Right. Yes, I think that’s an astute observation. The fall and ejection of 3%, 4%, 5% on average is pretty minimal in terms of again where these patients start. And so as I alluded to in the first question, if you can predictably push the dose a bit higher, maybe even potentially lower the ejection fraction a bit more, you’re still well in the normal range. But you may be able to achieve a greater effect in patients that have a more severe gradient.
That’s something that we’ll hopefully have some read on when we see the fullness of the data from REDWOOD-HF, HCM rather. And then I think in the last question, the answer is, I think the EXPLORER data in some ways, the echocardiographic data from EXPLORER probably a better comparator to REDWOOD-HCM in the sense that it’s a placebo-controlled trial patients who are on background therapy in their Phase 2 trial there they had withdrawn patients from background therapy. It was an open-label trial.
I think there are certainly differences between the two trials that really preclude a head-to-head with caution people from always trying to draw those comparisons in the absence of understanding the underlying variables. But in essence, I think probably EXPLORER would be more relevant to the Redwood experience.
Okay. Thank you.
Thank you.
And there are no further questions at this time.
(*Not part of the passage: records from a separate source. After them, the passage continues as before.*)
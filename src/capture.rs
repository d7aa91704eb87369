// src/capture.rs
//! The interactive logging session.
//!
//! Two nested loops: exercises, then the sets of the current exercise. Every
//! finished exercise is staged in a [`WorkoutDraft`]; the store is only touched
//! once the user confirms the whole draft, and then in a single transaction.
//!
//! Interrupt scope:
//! - exercise name prompt: ends the session, the draft is discarded
//! - unit prompt: drops the current exercise
//! - set prompt: drops the current exercise, after confirmation if sets are pending
//!
//! End of input at any capture prompt ends the session like an interrupt at the
//! exercise prompt.

use crate::catalog::ExerciseCatalog;
use crate::confirm::{ask_yes_no, confirm_draft, is_affirmative};
use crate::db::CommittedWorkout;
use crate::draft::{ExerciseEntry, SetEntry, WorkoutDraft};
use crate::prompt::{Line, LineSource};
use crate::resolve::{
    read_exercise_name, read_set, resolve_unit, title_case, ExerciseInput, SetInput,
    UnitResolution,
};
use crate::units::Unit;
use crate::AppService;
use anyhow::Result;
use std::io::Write;
use tracing::{debug, info};

pub const NOTES_PROMPT: &str = "Workout notes (optional): ";
pub const RETRY_PROMPT: &str = "Retry saving? (y/N): ";

#[derive(Debug, Clone, Copy, PartialEq, Eq)]
pub enum SessionOutcome {
    Committed(CommittedWorkout),
    /// Answered no at the confirmation step.
    Rejected,
    /// Nothing was entered.
    Empty,
    /// Interrupted at the exercise prompt; the staged exercises were dropped.
    Abandoned { discarded_exercises: usize },
    /// Saving failed and the user chose not to retry.
    NotSaved,
}

enum Capture {
    Finished(WorkoutDraft),
    Abandoned(WorkoutDraft),
}

enum SetLoop {
    Finished(Vec<SetEntry>),
    Cancelled,
    EndOfInput,
}

/// Runs one complete logging session: capture, confirmation, commit.
pub fn run_session<S, W>(
    service: &mut AppService,
    input: &mut S,
    out: &mut W,
) -> Result<SessionOutcome>
where
    S: LineSource,
    W: Write,
{
    let default_unit = service.config.default_unit()?;
    let mut catalog = ExerciseCatalog::load(&service.conn)?;
    debug!(known = catalog.names().len(), "logging session started");

    writeln!(out, "{}", "=".repeat(40))?;
    writeln!(out, "         LOG WORKOUT")?;
    writeln!(out, "{}", "=".repeat(40))?;
    writeln!(out)?;

    let mut draft = match capture_draft(service, &mut catalog, input, out, default_unit)? {
        Capture::Finished(draft) => draft,
        Capture::Abandoned(draft) => {
            if !draft.is_empty() {
                writeln!(
                    out,
                    "\nSession cancelled. {} exercise(s) were not saved.",
                    draft.len()
                )?;
            }
            info!(exercises = draft.len(), "logging session abandoned");
            return Ok(SessionOutcome::Abandoned {
                discarded_exercises: draft.len(),
            });
        }
    };

    if draft.is_empty() {
        writeln!(out, "No exercises logged.")?;
        return Ok(SessionOutcome::Empty);
    }

    if service.config.ask_for_notes {
        draft.notes = read_notes(input)?;
    }

    if !confirm_draft(input, out, &draft)? {
        writeln!(out, "Workout not saved.")?;
        info!(exercises = draft.len(), "workout rejected at confirmation");
        return Ok(SessionOutcome::Rejected);
    }

    loop {
        match service.commit_workout(&draft) {
            Ok(committed) => {
                writeln!(
                    out,
                    "Workout logged successfully! ({} exercise(s), {} set(s))",
                    committed.exercises, committed.sets
                )?;
                return Ok(SessionOutcome::Committed(committed));
            }
            Err(e) => {
                writeln!(out, "  Error: {e:#}")?;
                if !ask_yes_no(input, RETRY_PROMPT)? {
                    writeln!(out, "Workout not saved.")?;
                    return Ok(SessionOutcome::NotSaved);
                }
            }
        }
    }
}

fn capture_draft<S, W>(
    service: &AppService,
    catalog: &mut ExerciseCatalog,
    input: &mut S,
    out: &mut W,
    default_unit: Unit,
) -> Result<Capture>
where
    S: LineSource,
    W: Write,
{
    let mut draft = WorkoutDraft::new();
    loop {
        let name = match read_exercise_name(input, out, catalog.names())? {
            ExerciseInput::Name(name) => name,
            ExerciseInput::Finished => return Ok(Capture::Finished(draft)),
            ExerciseInput::Interrupted => return Ok(Capture::Abandoned(draft)),
        };

        let (unit, is_new) =
            match resolve_unit(input, out, catalog, &service.conn, &name, default_unit)? {
                UnitResolution::Resolved { unit, is_new } => (unit, is_new),
                UnitResolution::Abandoned => {
                    writeln!(out, "  Skipped '{}'.", title_case(&name))?;
                    continue;
                }
                UnitResolution::EndOfInput => return Ok(Capture::Abandoned(draft)),
            };

        match capture_sets(input, out, &name, unit)? {
            SetLoop::Finished(sets) => {
                let set_count = sets.len();
                let added = draft.push(ExerciseEntry {
                    name: name.clone(),
                    unit,
                    sets,
                    is_new,
                });
                if added {
                    catalog.remember(&name, unit);
                    debug!(exercise = %name, %unit, sets = set_count, "exercise staged");
                }
            }
            SetLoop::Cancelled => debug!(exercise = %name, "exercise cancelled"),
            SetLoop::EndOfInput => {
                debug!(exercise = %name, "input ended during set entry");
                return Ok(Capture::Abandoned(draft));
            }
        }
        writeln!(out)?;
    }
}

fn capture_sets<S, W>(input: &mut S, out: &mut W, name: &str, unit: Unit) -> Result<SetLoop>
where
    S: LineSource,
    W: Write,
{
    let mut pending: Vec<SetEntry> = Vec::new();
    loop {
        let ordinal = pending.len() + 1;
        match read_set(input, out, unit, ordinal)? {
            SetInput::Set(set) => {
                writeln!(out, "  ✓ Set {ordinal}: {}", unit.format_set(set.value, set.reps))?;
                pending.push(set);
            }
            SetInput::NoMoreSets => return Ok(SetLoop::Finished(pending)),
            SetInput::EndOfInput => return Ok(SetLoop::EndOfInput),
            SetInput::Cancelled if pending.is_empty() => return Ok(SetLoop::Cancelled),
            SetInput::Cancelled => {
                let prompt = format!(
                    "Discard {} unsaved set(s) for {}? (y/N): ",
                    pending.len(),
                    title_case(name)
                );
                // Ctrl-C here keeps the sets.
                match input.read_line(&prompt, &[])? {
                    Line::Text(answer) if is_affirmative(&answer) => {
                        writeln!(out, "  Discarded '{}'.", title_case(name))?;
                        return Ok(SetLoop::Cancelled);
                    }
                    Line::Eof => return Ok(SetLoop::EndOfInput),
                    Line::Text(_) | Line::Interrupted => {}
                }
            }
        }
    }
}

fn read_notes<S: LineSource>(input: &mut S) -> Result<Option<String>> {
    Ok(match input.read_line(NOTES_PROMPT, &[])? {
        Line::Text(text) if !text.trim().is_empty() => Some(text.trim().to_string()),
        Line::Text(_) | Line::Interrupted | Line::Eof => None,
    })
}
Okay. Looks like we covered quite a lot of ground here in the presentation in the Q&A, so I’ll be brief. I want to thank everybody for their attention and for participation on 2021 earnings call, obviously a lot of good things going on at Cytokinetics. We’re approaching the remainder of the year with clear-eyed focus to execution on getting to the results of REDWOOD-HCM mid-year putting a good strategy for omecamtiv mecarbil and readying to build what we think can be a transformational time at Cytokinetics as we transition to our commercial phase with a potential 2022.
That is happening at the same time, we’re doubling down on research and development both our research platform expansion, and a doubling of our pipeline in clinical research. And we hope to be one of those companies that is establishing a franchise business. At the same time, we continue to innovate in science and bring forward a sustainable pipeline and make for a durable business. I look forward to keeping you updated on our progress. And we look forward to responding to other comments and questions over time.
With that operator, we can bring this call to a close.
Ladies and gentlemen, this does conclude today’s conference call. We thank you for your participation. You may now disconnect.